◆ YOUR GOAL ◆
Read through the entries below and return each line with the word "crate".

== Segment start ==

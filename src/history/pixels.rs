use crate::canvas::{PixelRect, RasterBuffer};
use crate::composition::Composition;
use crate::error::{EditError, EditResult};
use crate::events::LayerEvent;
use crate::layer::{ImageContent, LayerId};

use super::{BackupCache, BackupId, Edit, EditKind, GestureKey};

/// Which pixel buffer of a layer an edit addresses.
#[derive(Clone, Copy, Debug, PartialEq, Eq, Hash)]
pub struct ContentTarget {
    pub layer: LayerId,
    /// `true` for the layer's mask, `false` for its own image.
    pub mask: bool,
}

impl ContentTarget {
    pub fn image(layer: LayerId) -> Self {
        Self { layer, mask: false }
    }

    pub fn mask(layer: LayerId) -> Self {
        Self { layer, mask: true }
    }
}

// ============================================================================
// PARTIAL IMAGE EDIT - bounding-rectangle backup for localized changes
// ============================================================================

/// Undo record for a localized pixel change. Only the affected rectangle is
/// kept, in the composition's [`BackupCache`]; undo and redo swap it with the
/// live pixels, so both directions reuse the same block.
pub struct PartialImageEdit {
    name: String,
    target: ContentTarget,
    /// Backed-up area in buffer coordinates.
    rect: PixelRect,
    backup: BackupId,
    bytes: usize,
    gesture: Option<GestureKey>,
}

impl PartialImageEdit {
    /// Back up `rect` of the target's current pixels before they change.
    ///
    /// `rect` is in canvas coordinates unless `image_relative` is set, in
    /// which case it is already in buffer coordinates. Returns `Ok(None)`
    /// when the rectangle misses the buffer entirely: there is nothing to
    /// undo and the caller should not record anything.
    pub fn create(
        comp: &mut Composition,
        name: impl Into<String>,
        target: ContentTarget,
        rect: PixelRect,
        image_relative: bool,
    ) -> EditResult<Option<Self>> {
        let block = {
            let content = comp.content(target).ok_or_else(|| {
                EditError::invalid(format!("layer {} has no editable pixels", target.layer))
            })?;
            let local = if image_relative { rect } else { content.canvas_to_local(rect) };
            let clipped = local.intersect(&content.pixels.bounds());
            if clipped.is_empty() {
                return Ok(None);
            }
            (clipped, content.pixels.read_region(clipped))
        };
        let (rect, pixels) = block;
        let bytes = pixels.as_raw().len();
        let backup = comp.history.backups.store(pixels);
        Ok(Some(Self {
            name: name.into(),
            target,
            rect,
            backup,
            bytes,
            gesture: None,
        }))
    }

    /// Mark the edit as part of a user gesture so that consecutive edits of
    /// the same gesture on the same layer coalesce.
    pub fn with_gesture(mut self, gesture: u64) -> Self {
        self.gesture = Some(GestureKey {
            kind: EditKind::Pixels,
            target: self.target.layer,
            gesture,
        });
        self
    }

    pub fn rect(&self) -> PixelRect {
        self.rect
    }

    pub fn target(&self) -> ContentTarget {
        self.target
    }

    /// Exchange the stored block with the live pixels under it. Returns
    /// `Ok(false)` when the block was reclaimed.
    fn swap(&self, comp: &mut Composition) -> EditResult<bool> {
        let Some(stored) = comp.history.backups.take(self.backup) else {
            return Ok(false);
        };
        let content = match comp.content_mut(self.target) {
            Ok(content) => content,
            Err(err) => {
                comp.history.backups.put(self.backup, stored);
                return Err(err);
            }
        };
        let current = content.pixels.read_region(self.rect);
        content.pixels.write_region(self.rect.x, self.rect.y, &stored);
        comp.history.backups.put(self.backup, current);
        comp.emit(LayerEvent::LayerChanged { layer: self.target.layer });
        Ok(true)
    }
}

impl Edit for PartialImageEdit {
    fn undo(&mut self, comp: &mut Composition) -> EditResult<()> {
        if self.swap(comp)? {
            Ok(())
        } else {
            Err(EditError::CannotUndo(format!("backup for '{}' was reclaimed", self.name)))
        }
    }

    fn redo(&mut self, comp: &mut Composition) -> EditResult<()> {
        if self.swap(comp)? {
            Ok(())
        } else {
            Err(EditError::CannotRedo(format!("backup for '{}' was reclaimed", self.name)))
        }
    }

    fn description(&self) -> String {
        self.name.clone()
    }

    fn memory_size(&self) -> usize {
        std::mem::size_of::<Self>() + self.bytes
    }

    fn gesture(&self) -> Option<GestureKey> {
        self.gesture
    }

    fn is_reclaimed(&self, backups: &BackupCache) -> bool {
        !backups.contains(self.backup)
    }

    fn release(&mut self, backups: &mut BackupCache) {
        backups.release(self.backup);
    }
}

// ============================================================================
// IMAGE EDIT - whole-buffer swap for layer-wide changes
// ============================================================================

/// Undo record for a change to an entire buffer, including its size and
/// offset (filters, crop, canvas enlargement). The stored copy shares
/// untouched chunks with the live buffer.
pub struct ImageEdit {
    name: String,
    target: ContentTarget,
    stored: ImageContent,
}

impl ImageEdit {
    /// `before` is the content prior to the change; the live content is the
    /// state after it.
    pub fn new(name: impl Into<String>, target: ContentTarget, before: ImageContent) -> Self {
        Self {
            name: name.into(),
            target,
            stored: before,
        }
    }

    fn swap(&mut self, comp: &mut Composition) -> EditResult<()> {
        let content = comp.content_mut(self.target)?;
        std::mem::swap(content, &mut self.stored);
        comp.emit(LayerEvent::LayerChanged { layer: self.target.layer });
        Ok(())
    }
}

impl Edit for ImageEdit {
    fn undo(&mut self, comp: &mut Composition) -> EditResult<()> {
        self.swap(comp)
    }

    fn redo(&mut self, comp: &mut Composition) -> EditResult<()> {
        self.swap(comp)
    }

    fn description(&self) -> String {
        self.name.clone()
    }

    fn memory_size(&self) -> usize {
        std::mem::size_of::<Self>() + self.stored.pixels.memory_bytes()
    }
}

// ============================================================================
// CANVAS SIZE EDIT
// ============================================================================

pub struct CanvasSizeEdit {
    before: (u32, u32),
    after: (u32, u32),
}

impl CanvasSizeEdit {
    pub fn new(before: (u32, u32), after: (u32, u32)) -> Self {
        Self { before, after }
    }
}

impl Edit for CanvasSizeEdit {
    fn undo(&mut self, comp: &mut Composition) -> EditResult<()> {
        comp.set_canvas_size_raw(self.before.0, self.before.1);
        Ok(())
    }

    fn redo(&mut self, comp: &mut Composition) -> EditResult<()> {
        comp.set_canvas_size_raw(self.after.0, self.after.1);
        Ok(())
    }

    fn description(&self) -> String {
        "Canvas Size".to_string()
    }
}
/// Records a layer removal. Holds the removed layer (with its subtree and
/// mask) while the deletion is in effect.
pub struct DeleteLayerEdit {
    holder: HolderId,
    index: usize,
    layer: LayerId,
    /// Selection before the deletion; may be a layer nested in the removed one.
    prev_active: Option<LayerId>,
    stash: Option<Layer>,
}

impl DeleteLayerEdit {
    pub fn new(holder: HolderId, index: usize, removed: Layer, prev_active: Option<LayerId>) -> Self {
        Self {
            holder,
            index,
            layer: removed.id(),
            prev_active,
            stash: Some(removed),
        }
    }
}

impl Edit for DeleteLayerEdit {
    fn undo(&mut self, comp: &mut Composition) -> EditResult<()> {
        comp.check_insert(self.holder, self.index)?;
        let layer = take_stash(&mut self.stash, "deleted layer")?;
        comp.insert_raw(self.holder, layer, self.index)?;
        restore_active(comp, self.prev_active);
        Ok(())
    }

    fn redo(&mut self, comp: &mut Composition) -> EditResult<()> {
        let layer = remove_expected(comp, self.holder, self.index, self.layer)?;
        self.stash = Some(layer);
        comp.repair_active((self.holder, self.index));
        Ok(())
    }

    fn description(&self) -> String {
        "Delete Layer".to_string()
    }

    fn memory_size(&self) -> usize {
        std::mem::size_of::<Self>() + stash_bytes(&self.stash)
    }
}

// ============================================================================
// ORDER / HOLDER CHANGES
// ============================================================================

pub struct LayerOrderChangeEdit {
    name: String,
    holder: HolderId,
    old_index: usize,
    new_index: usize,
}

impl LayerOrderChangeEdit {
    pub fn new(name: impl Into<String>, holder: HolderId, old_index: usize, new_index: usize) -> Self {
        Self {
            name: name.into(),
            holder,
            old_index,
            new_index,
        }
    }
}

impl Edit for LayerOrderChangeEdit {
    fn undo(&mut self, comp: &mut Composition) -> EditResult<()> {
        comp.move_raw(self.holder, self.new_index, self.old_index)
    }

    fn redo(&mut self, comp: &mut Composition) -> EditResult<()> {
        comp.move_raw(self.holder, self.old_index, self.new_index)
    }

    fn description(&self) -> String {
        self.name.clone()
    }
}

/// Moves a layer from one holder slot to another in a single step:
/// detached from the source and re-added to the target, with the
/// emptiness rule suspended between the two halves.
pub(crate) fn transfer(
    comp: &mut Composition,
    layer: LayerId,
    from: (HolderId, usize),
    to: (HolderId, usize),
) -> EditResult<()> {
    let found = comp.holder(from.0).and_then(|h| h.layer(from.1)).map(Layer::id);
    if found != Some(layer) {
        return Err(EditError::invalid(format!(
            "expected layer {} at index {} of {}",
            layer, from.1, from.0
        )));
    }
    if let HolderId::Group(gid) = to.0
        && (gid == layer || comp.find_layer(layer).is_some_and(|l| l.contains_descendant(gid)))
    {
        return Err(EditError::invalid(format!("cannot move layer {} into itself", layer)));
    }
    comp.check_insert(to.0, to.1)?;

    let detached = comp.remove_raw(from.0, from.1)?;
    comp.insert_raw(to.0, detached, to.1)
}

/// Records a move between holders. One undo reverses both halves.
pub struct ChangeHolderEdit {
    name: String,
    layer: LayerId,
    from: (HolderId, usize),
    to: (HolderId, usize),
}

== Segment end ==

◆ EXERCISE OUTPUT ◆
use crate::canvas::{PixelRect, RasterBuffer};
use crate::composition::Composition;
use crate::error::{EditError, EditResult};
use crate::events::LayerEvent;
use crate::layer::{ImageContent, LayerId};
pub(crate) fn transfer(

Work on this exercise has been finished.